4120 Verlegen eines gestielten Schleimhautlappens

Punktzahl:
275
(1) 15,47 (2.3) 35,57 (3.5) 54,13
Gebührenziffer:
4120
Behandlungsbereich:
Parodontologie

Beschreibung

Verlegen eines gestielten Schleimhautlappens, je Kieferhälfte oder Frontzahnbereich

Dokumentation

  • Angabe der Region
  • Beschreibung der Behandlung sowie Art und Menge des verwendeten Materials und der Einmalinstrumente
  • Indikation für die Leistung bzw. Befund
  • Aufgetretende Schwierigkeiten oder Besonderheiten (z.B. das Gebiet des gestielten Schleimhautlappens umfasst mehrere Parodontien)

Abrechenbar je

Kieferhälfte oder Frontzahnbereich

Abrechnungsbestimmungen

  • keine

Kommentare

Oktober 2018

  1. Im Gegensatz zur einfachen Lappenplastik (Nummer 2381 GOÄ) oder schwierigen Lappenplastik (Nummer 2382 GOÄ) beschreibt die Nummer 4120 keine vollständige Lappenplastik, sondern das Verlegen eines vorhandenen gestielten Schleimhautlappens.
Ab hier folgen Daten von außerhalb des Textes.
//! Panic Recovery Tests
//!
//! Validates that the first task panic is recorded once, and that a
//! panicking task does not take the rest of the kernel down with it.

use core_types::TaskId;
use ipc::Kind;
use kernel::test_utils::wait_until;
use kernel::{named, Context, PanicInfo};
use std::sync::atomic::{AtomicUsize, Ordering};
use std::sync::{mpsc, Arc, Barrier, Mutex};
use std::thread;
use tests_resilience::{duplex_endpoint, spawn_echo_service, test_bootstrap, TIMEOUT};

/// Test: A panicking task is recorded with its id and payload
#[test]
fn test_task_panic_is_recorded() {
    let (kernel, gate) = test_bootstrap();
    let seen: Arc<Mutex<Vec<PanicInfo>>> = Arc::default();
    {
        let seen = Arc::clone(&seen);
        gate.set_handler(move |info| seen.lock().unwrap().push(info.clone()));
    }

    let id = kernel
        .add_task(named("faulty", |_ctx: Context| {
            let table: Vec<u8> = Vec::new();
            let _value = table[3];
        }))
        .unwrap();

    assert!(wait_until(TIMEOUT, || gate.info().is_some()));
    assert!(gate.in_panic_mode());
    let info = gate.info().unwrap();
    assert_eq!(info.task_id, id);
    assert!(info.value.contains("index out of bounds"));
    assert!(!info.stack.is_empty());

    assert_eq!(kernel.wait_for_tasks(), 1);
    assert_eq!(seen.lock().unwrap().as_slice(), &[info.clone()]);
}

/// Test: Other tasks keep serving after one panics
#[test]
fn test_services_survive_unrelated_panic() {
    let (kernel, gate) = test_bootstrap();
    let service = duplex_endpoint(&kernel);
    let reply = duplex_endpoint(&kernel);
    spawn_echo_service(&kernel, service).unwrap();

    kernel
        .add_task(|_ctx: Context| panic!("unrelated failure"))
        .unwrap();
    assert!(wait_until(TIMEOUT, || gate.in_panic_mode()));

    let ctx = kernel.context(TaskId::INVALID);
    ctx.send_to_cap(service, Kind::new(1), b"still there?", reply)
        .unwrap();
    assert_eq!(ctx.recv(reply).unwrap().payload(), b"still there?");

    kernel.shutdown();
    assert_eq!(kernel.wait_for_tasks(), 2);
}

/// Test: Only the first of many panics reaches the handler
#[test]
fn test_many_panics_fire_handler_once() {
    let (kernel, gate) = test_bootstrap();
    let calls = Arc::new(AtomicUsize::new(0));
    {
        let calls = Arc::clone(&calls);
        gate.set_handler(move |_| {
            calls.fetch_add(1, Ordering::SeqCst);
        });
    }

    let barrier = Arc::new(Barrier::new(8));
    let mut ids = Vec::new();
    for n in 0..8 {
        let barrier = Arc::clone(&barrier);
        let id = kernel
            .add_task(move |_ctx: Context| {
                barrier.wait();
                panic!("panic {}", n);
            })
            .unwrap();
        ids.push(id);
    }

    assert_eq!(kernel.wait_for_tasks(), 8);
    assert_eq!(calls.load(Ordering::SeqCst), 1);
    let info = gate.info().unwrap();
    assert!(ids.contains(&info.task_id));
    assert!(info.value.starts_with("panic "));
}

/// Test: Two concurrent triggers record exactly one panic
///
/// Whichever trigger wins, the handler sees the same record the gate keeps.
#[test]
fn test_concurrent_triggers_record_the_winner() {
    let (_kernel, gate) = test_bootstrap();
    let (tx, rx) = mpsc::channel();
    let tx = Mutex::new(tx);
    gate.set_handler(move |info| tx.lock().unwrap().send(info.clone()).unwrap());

    let barrier = Arc::new(Barrier::new(2));
    let racers: Vec<_> = [(TaskId::new(5), "left"), (TaskId::new(6), "right")]
        .into_iter()
        .map(|(id, value)| {
            let barrier = Arc::clone(&barrier);
            thread::spawn(move || {
                barrier.wait();
                gate.trigger(id, value)
            })
        })
        .collect();
    let winners = racers
        .into_iter()
        .map(|racer| racer.join().unwrap())
        .filter(|won| *won)
        .count();

    assert_eq!(winners, 1);
    assert!(gate.in_panic_mode());
    let delivered = rx.recv_timeout(TIMEOUT).unwrap();
    assert_eq!(Some(&delivered), gate.info());
    assert!(rx.try_recv().is_err());
}

/// Test: A panic handler installed later replaces the earlier one
#[test]
fn test_handler_replacement_last_writer_wins() {
    let (kernel, gate) = test_bootstrap();
    let first = Arc::new(AtomicUsize::new(0));
    let second = Arc::new(AtomicUsize::new(0));
    {
        let first = Arc::clone(&first);
        gate.set_handler(move |_| {
            first.fetch_add(1, Ordering::SeqCst);
        });
        let second = Arc::clone(&second);
        gate.set_handler(move |_| {
            second.fetch_add(1, Ordering::SeqCst);
        });
    }

    kernel.add_task(|_ctx: Context| panic!("boom")).unwrap();
    kernel.wait_for_tasks();

    assert_eq!(first.load(Ordering::SeqCst), 0);
    assert_eq!(second.load(Ordering::SeqCst), 1);
}
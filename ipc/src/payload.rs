//! Payload limits

use static_assertions::const_assert;
use thiserror::Error;

/// Maximum payload size for IPC messages, in bytes
pub const MAX_MESSAGE_BYTES: usize = 128;

// Message lengths are stored as a u16.
const_assert!(MAX_MESSAGE_BYTES <= u16::MAX as usize);

/// Payload did not fit in a message
#[derive(Debug, Clone, Copy, Error, PartialEq, Eq)]
#[error("payload of {len} bytes exceeds the {max}-byte message limit", max = MAX_MESSAGE_BYTES)]
pub struct PayloadTooLarge {
    /// Length of the rejected payload
    pub len: usize,
}

impl PayloadTooLarge {
    /// Checks `payload` against [`MAX_MESSAGE_BYTES`]
    pub fn check(payload: &[u8]) -> Result<(), PayloadTooLarge> {
        if payload.len() > MAX_MESSAGE_BYTES {
            return Err(PayloadTooLarge { len: payload.len() });
        }
        Ok(())
    }
}
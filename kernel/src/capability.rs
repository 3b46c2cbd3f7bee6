//! Capability system implementation
//!
//! This module implements Spark's capability-based security model.
//!
//! ## Design Principles
//!
//! 1. **Unforgeable**: Capabilities are created by [`Kernel::new_endpoint`]
//!    and narrowed with [`Capability::restrict`]. The constructor is private
//!    to this crate, so no other crate can name an arbitrary endpoint with
//!    arbitrary rights.
//! 2. **Transferable**: Capabilities are plain values and can ride inside a
//!    message envelope to grant authority to the receiver.
//! 3. **Detached**: A capability holds no reference to the kernel. Dropping one
//!    never closes anything.
//!
//! [`Kernel::new_endpoint`]: crate::Kernel::new_endpoint
//!
//! ## Example
//!
//! ```
//! use core_types::Rights;
//! use kernel::{Capability, Kernel};
//!
//! let kernel = Kernel::new();
//! let full = kernel.new_endpoint(Rights::SEND | Rights::RECV);
//! let send_only = full.restrict(Rights::SEND);
//! assert!(send_only.can_send());
//! assert!(!send_only.restrict(Rights::RECV).is_valid());
//! assert!(!Capability::INVALID.restrict(Rights::SEND).is_valid());
//! ```
//!
//! Minting outside the kernel does not compile:
//!
//! ```compile_fail
//! use core_types::{Endpoint, Rights};
//! use kernel::Capability;
//!
//! let forged = Capability::mint(Endpoint::new(0), Rights::SEND | Rights::RECV);
//! ```
//!
//! Neither does building one field by field:
//!
//! ```compile_fail
//! use core_types::{Endpoint, Rights};
//! use kernel::Capability;
//!
//! let forged = Capability {
//!     endpoint: Endpoint::new(0),
//!     rights: Rights::SEND | Rights::RECV,
//! };
//! ```

use core_types::{Endpoint, Rights};
use serde::Serialize;
use std::fmt;

/// Grants access to an IPC endpoint
///
/// A capability is the pair of an endpoint and a non-empty set of rights.
/// The all-zero value is the invalid capability: no valid-but-rightless
/// capability exists.
///
/// Serializable for diagnostics. Capabilities cannot be deserialized.
#[derive(Debug, Clone, Copy, Default, PartialEq, Eq, Hash, Serialize)]
pub struct Capability {
    endpoint: Endpoint,
    rights: Rights,
}

impl Capability {
    /// The invalid capability
    pub const INVALID: Capability = Capability {
        endpoint: Endpoint::new(0),
        rights: Rights::empty(),
    };

    /// Mints a capability for an endpoint
    ///
    /// Called when an endpoint is allocated. An empty rights mask yields the
    /// invalid capability.
    pub(crate) const fn mint(endpoint: Endpoint, rights: Rights) -> Self {
        if rights.is_empty() {
            return Self::INVALID;
        }
        Self { endpoint, rights }
    }

    /// Returns true if the capability carries any rights
    pub const fn is_valid(&self) -> bool {
        !self.rights.is_empty()
    }

    /// Returns true if the capability permits sending
    pub const fn can_send(&self) -> bool {
        self.rights.contains(Rights::SEND)
    }

    /// Returns true if the capability permits receiving
    pub const fn can_recv(&self) -> bool {
        self.rights.contains(Rights::RECV)
    }

    /// Returns the endpoint this capability names
    pub const fn endpoint(&self) -> Endpoint {
        self.endpoint
    }

    /// Returns the rights this capability grants
    pub const fn rights(&self) -> Rights {
        self.rights
    }

    /// Derives a capability with a reduced set of rights
    ///
    /// The result carries `self.rights() ∩ rights`. If the intersection is
    /// empty, or `self` is already invalid, the result is the invalid
    /// capability. Rights can only shrink.
    pub fn restrict(&self, rights: Rights) -> Capability {
        if !self.is_valid() {
            return Capability::INVALID;
        }
        Capability::mint(self.endpoint, self.rights & rights)
    }
}

impl fmt::Display for Capability {
    fn fmt(&self, f: &mut fmt::Formatter<'_>) -> fmt::Result {
        if !self.is_valid() {
            return write!(f, "Cap(invalid)");
        }
        let send = if self.can_send() { "s" } else { "-" };
        let recv = if self.can_recv() { "r" } else { "-" };
        write!(f, "Cap({}, {}{})", self.endpoint, send, recv)
    }
}
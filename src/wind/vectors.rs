use super::config::WindConfig;
use super::geo::{haversine_distance_m, initial_bearing_deg};
use super::types::{TrajectoryPoint, VelocityVector};

/// Turn consecutive point pairs into velocity vectors. Pairs whose elapsed
/// time falls outside the configured bounds are skipped without error, which
/// also covers out-of-order and duplicate timestamps. Callers are expected to
/// have validated and time-ordered the points already.
pub fn derive_vectors(points: &[TrajectoryPoint], config: &WindConfig) -> Vec<VelocityVector> {
    let mut vectors = Vec::new();

    for pair in points.windows(2) {
        let (prev, curr) = (&pair[0], &pair[1]);
        let elapsed_s = (curr.timestamp - prev.timestamp).num_milliseconds() as f64 / 1000.0;
        if elapsed_s < config.min_elapsed_s || elapsed_s > config.max_elapsed_s {
            continue;
        }

        let distance_m = haversine_distance_m(
            prev.latitude,
            prev.longitude,
            curr.latitude,
            curr.longitude,
        );
        // An identical fix has no defined bearing; the vector still carries
        // its speed and vertical rate.
        let bearing = if distance_m > 0.0 {
            Some(initial_bearing_deg(
                prev.latitude,
                prev.longitude,
                curr.latitude,
                curr.longitude,
            ))
        } else {
            None
        };

        vectors.push(VelocityVector {
            horizontal_speed: distance_m / elapsed_s,
            bearing,
            vertical_rate: (curr.altitude - prev.altitude) / elapsed_s,
            altitude: (prev.altitude + curr.altitude) / 2.0,
            timestamp: curr.timestamp,
        });
    }

    vectors
}
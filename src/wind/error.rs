use thiserror::Error;

#[derive(Debug, Error)]
pub enum WindError {
    #[error("bin width must be a positive finite number of meters, got {0}")]
    InvalidBinWidth(f64),
    #[error("minimum samples per bin must be at least 1")]
    InvalidMinSamples,
    #[error("smoothing window must be at least 1")]
    InvalidSmoothingWindow,
    #[error("elapsed-time bounds must satisfy 0 < min < max, got min {min} s, max {max} s")]
    InvalidElapsedBounds { min: f64, max: f64 },
    #[error("config parse error: {0}")]
    ConfigParse(#[from] serde_yaml::Error),
}
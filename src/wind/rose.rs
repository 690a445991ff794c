//! Wind-rose aggregation: directed vectors counted into 16 compass sectors
//! and fixed speed classes, optionally restricted to an altitude range.

use serde::Serialize;

use super::config::WindConfig;
use super::error::WindError;
use super::profile::collect_valid;
use super::types::TrajectoryPoint;
use super::vectors::derive_vectors;

const SECTOR_COUNT: usize = 16;
const SECTOR_WIDTH_DEG: f64 = 360.0 / SECTOR_COUNT as f64;

/// Speed class edges in m/s; class i covers [edge[i], edge[i+1]).
pub const SPEED_CLASS_EDGES_M_S: [f64; 9] = [0.0, 5.0, 10.0, 15.0, 20.0, 25.0, 30.0, 50.0, 100.0];

#[derive(Debug, Clone, PartialEq, Serialize)]
pub struct RoseSector {
    /// Sector interval [from, to) in degrees.
    pub from_deg: f64,
    pub to_deg: f64,
    /// One count per speed class, indexed as in `SPEED_CLASS_EDGES_M_S`.
    pub counts: Vec<usize>,
}

#[derive(Debug, Clone, PartialEq, Serialize, Default)]
pub struct WindRose {
    pub sectors: Vec<RoseSector>,
    /// Directed vectors that fell inside the altitude range, whether or not
    /// their speed landed in a class.
    pub total_vectors: usize,
}

/// Count directed velocity vectors into compass sectors and speed classes.
/// The altitude range is half-open: a vector is included when
/// `min <= altitude < max` for whichever bounds are given. Vectors at or
/// above the top speed edge are tallied in `total_vectors` only.
pub fn compute_wind_rose(
    points: &[TrajectoryPoint],
    config: &WindConfig,
    min_altitude_m: Option<f64>,
    max_altitude_m: Option<f64>,
) -> Result<WindRose, WindError> {
    config.validate()?;

    let mut sectors: Vec<RoseSector> = (0..SECTOR_COUNT)
        .map(|i| RoseSector {
            from_deg: i as f64 * SECTOR_WIDTH_DEG,
            to_deg: (i + 1) as f64 * SECTOR_WIDTH_DEG,
            counts: vec![0; SPEED_CLASS_EDGES_M_S.len() - 1],
        })
        .collect();

    let valid = collect_valid(points);
    let mut total_vectors = 0;
    for vector in derive_vectors(&valid, config) {
        if min_altitude_m.is_some_and(|min| vector.altitude < min)
            || max_altitude_m.is_some_and(|max| vector.altitude >= max)
        {
            continue;
        }
        let Some(bearing) = vector.bearing else {
            continue;
        };
        total_vectors += 1;

        let sector = ((bearing / SECTOR_WIDTH_DEG) as usize).min(SECTOR_COUNT - 1);
        if let Some(class) = speed_class(vector.horizontal_speed) {
            sectors[sector].counts[class] += 1;
        }
    }

    Ok(WindRose {
        sectors,
        total_vectors,
    })
}

fn speed_class(speed: f64) -> Option<usize> {
    SPEED_CLASS_EDGES_M_S
        .windows(2)
        .position(|edge| edge[0] <= speed && speed < edge[1])
}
Diese Gebührennummer ist z.B. dann berechnungsfähig, wenn im Zusammenhang mit einer offenen parodontalchirurgischen Behandlung der vorhandene Schleimhautlappen nicht nur als Zugangslappen dient und im Sinn einer primären Wundversorgung in die ursprüngliche Position reponiert, sondern apikal, koronal oder lateral verlagert wird.
  2. Die Leistung kann u.a. der Deckung gingivaler Rezessionen oder der Beseitigung/ Reduktion pathologischer Zahnfleischtaschen dienen. Das alleinige Einkürzen oder Umschneiden eines Schleimhautlappens erfüllt den Leistungsinhalt nicht.
  3. Die Periostschlitzung ist im Gegensatz zur Leistungsbeschreibung bei der Nummer 3100 nicht Leistungsvoraussetzung.
  4. Unabhängig von der Größe des verlegten Schleimhautlappens ist die Gebühren - nummer nur einmal je Kieferhälfte oder Frontzahnbereich berechnungsfähig. Vestibulum-, Mundboden- oder Gingivaextensionsplastiken sind in Abhängigkeit von Umfang und Indikation nach der Nummer 3240 oder den Nummern 2675 - 2677 GOÄ zu berechnen.
Kommentarquelle:
BZÄK
  1. Auch bei zwei getrennten Lappenverlegungen ist die Leistung nur einmal je Kiefer hälfte oder Frontzahnbereich berechenbar.
  2. Nach dieser Position werden alle Arten von gestielten Schleimhautlappen berechnet, z.B. auch der lateralen oder der koronalen Verschiebelappen.
  3. Wird im Rahmen eines parodontalchirurgischen Eingriffs der vorhandene Schleimhautlappen nach apikal, koronal oder lateral verlagert, kann die GOZ-Nr. 4120 zusätzlich zu den jeweiligen parodontalchirurgischen Leistungen berechnet werden.
  4. Die Nr. 4120 ist nicht je Zahn, sondern je Kieferhälfte oder Frontzahnbereich berechnungsfähig.
Kommentarquelle:
Dr. Hinz Praxis & Wissen

01.06.2015

  1. Eine Leistung nach der Nr. 4120 GOZ ist mit Versicherten der GKV für dieselbe Kieferhälfte oder denselben Frontzahnbereich nicht als Zusatzleistung im Rahmen einer vertragszahnärztlichen systematischen Parodontitistherapie vereinbarungsfähig.
  2. Nach Abschluss der im Rahmen der vertragszahnärztlichen Versorgung erfolgten systematischen Behandlung von Parodontopathien ist eine Leistung nach Nr. 4120 GOZ vereinbarungsfähig.
  3. Nach der Behandlungsrichtlinie (Abschnitt B. V. Systematische Behandlung von Parodontopathien) gehört "die Behandlung der Rezessionen, des Fehlens keratinisierter Gingiva und der verkürzten angewachsenen Schleimhaut" nicht zur vertragszahnärztlichen Versorgung der Versicherten.
  4. Ist das Verlegen eines gestielten Schleimhautlappens, beispielsweise zur Rezessionsdeckung an einzelnen Zähnen im direkten zeitlichen Zusammenhang mit einer systematischen Parodontitistherapie indiziert, so ist für diese Zähne die gesamte Behandlung privat zu vereinbaren.